__WHAT THE EXERCISE ASKS__
Across the data below, how many lines have the word "CancellationRow" in them? Respond with the number alone.

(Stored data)
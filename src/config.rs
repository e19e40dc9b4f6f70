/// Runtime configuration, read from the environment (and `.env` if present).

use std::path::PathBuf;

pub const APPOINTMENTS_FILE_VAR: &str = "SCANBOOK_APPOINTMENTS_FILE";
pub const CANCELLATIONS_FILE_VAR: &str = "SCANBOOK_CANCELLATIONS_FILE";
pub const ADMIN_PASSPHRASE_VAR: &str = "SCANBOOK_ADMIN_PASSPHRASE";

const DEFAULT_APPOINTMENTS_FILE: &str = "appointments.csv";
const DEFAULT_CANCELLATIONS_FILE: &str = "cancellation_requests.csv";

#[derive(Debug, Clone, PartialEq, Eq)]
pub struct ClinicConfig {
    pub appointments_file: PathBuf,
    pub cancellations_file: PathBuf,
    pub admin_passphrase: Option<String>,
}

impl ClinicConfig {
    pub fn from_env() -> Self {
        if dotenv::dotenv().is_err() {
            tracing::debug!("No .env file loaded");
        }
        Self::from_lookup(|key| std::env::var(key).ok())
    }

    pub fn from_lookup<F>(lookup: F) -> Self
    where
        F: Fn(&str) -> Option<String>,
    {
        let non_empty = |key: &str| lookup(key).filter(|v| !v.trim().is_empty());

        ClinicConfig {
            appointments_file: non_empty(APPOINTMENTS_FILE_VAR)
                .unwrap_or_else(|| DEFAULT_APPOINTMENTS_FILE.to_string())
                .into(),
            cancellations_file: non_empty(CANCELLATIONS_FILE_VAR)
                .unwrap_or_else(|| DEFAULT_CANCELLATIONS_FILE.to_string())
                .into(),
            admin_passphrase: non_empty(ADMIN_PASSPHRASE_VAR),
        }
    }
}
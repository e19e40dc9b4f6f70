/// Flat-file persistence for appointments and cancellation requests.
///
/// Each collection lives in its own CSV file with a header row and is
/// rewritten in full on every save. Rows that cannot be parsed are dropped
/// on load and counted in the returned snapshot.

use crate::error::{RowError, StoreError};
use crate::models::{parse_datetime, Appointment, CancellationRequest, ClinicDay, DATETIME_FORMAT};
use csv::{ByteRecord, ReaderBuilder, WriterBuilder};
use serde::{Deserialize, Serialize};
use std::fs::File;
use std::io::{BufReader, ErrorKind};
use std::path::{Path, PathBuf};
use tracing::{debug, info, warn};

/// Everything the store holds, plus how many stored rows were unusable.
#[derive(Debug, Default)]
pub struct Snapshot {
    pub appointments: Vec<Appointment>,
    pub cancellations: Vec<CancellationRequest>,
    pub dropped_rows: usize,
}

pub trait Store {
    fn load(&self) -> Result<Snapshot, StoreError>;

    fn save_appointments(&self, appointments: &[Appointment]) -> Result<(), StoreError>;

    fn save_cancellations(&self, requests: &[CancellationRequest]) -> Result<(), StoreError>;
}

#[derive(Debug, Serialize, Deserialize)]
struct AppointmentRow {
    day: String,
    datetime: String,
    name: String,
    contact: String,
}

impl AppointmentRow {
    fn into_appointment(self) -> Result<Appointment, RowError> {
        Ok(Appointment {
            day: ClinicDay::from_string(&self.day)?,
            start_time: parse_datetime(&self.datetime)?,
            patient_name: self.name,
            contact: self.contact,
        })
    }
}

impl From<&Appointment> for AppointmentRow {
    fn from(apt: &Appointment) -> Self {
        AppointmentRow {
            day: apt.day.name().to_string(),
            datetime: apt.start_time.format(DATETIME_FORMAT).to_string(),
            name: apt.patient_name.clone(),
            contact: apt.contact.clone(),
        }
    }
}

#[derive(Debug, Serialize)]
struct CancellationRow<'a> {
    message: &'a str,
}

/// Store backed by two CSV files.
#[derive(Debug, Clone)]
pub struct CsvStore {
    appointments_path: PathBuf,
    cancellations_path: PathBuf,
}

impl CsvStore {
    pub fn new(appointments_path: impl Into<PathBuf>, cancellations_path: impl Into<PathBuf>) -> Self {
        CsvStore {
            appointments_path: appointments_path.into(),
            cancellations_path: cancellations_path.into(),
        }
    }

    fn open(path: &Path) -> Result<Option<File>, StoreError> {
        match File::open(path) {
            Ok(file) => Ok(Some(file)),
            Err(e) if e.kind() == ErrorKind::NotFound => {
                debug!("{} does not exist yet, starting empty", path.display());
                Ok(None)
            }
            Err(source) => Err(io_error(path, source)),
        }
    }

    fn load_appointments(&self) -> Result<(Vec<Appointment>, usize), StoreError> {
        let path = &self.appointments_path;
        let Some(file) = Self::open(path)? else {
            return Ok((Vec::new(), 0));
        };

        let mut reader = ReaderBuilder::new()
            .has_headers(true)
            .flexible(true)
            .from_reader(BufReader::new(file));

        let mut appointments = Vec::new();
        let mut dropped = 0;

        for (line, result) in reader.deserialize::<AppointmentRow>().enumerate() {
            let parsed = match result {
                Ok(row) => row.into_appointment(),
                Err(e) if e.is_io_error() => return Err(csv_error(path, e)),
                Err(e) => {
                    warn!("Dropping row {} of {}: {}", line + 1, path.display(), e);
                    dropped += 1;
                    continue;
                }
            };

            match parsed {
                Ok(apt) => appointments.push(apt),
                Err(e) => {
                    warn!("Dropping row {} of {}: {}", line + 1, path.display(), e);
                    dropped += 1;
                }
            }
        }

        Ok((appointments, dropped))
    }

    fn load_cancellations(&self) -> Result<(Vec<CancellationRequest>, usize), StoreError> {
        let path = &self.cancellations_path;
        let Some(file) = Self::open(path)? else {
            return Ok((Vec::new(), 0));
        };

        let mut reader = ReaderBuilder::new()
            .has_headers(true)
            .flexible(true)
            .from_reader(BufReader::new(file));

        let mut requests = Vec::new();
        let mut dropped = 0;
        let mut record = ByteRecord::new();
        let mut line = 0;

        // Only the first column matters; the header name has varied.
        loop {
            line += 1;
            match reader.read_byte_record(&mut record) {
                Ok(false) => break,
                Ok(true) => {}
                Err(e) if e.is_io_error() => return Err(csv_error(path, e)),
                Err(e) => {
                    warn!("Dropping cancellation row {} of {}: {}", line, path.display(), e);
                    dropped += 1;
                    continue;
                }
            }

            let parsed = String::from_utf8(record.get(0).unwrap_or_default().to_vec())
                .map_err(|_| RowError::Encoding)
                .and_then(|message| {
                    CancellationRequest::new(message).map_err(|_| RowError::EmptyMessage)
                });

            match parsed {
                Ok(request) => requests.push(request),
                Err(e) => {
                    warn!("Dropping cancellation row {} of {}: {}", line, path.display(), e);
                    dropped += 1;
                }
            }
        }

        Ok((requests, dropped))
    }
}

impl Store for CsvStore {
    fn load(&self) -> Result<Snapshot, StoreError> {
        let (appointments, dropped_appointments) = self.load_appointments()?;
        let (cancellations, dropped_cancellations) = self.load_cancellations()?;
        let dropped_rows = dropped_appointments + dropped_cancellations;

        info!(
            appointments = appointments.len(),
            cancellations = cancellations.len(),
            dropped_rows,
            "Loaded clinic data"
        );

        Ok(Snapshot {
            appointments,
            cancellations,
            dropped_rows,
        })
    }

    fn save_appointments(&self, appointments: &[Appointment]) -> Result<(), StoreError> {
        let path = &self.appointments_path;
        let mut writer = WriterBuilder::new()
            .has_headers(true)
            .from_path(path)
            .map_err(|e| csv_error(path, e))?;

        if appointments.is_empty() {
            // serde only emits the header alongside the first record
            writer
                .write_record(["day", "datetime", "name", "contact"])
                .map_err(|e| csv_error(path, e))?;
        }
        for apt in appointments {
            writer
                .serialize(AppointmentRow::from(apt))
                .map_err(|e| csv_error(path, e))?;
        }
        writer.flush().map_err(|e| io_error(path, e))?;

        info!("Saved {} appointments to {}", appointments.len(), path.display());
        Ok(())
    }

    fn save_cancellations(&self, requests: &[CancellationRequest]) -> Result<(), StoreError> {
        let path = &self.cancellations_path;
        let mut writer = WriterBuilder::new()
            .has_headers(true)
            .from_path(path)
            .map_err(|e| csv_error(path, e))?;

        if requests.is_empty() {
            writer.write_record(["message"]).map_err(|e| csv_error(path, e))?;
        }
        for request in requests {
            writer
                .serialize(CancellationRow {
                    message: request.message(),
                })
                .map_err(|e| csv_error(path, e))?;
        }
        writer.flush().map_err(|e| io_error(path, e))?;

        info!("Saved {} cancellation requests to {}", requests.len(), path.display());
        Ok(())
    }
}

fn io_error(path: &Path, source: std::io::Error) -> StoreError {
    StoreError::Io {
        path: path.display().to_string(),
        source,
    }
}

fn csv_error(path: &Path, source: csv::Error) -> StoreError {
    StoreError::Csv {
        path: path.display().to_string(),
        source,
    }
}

__ANSWER BOX__
2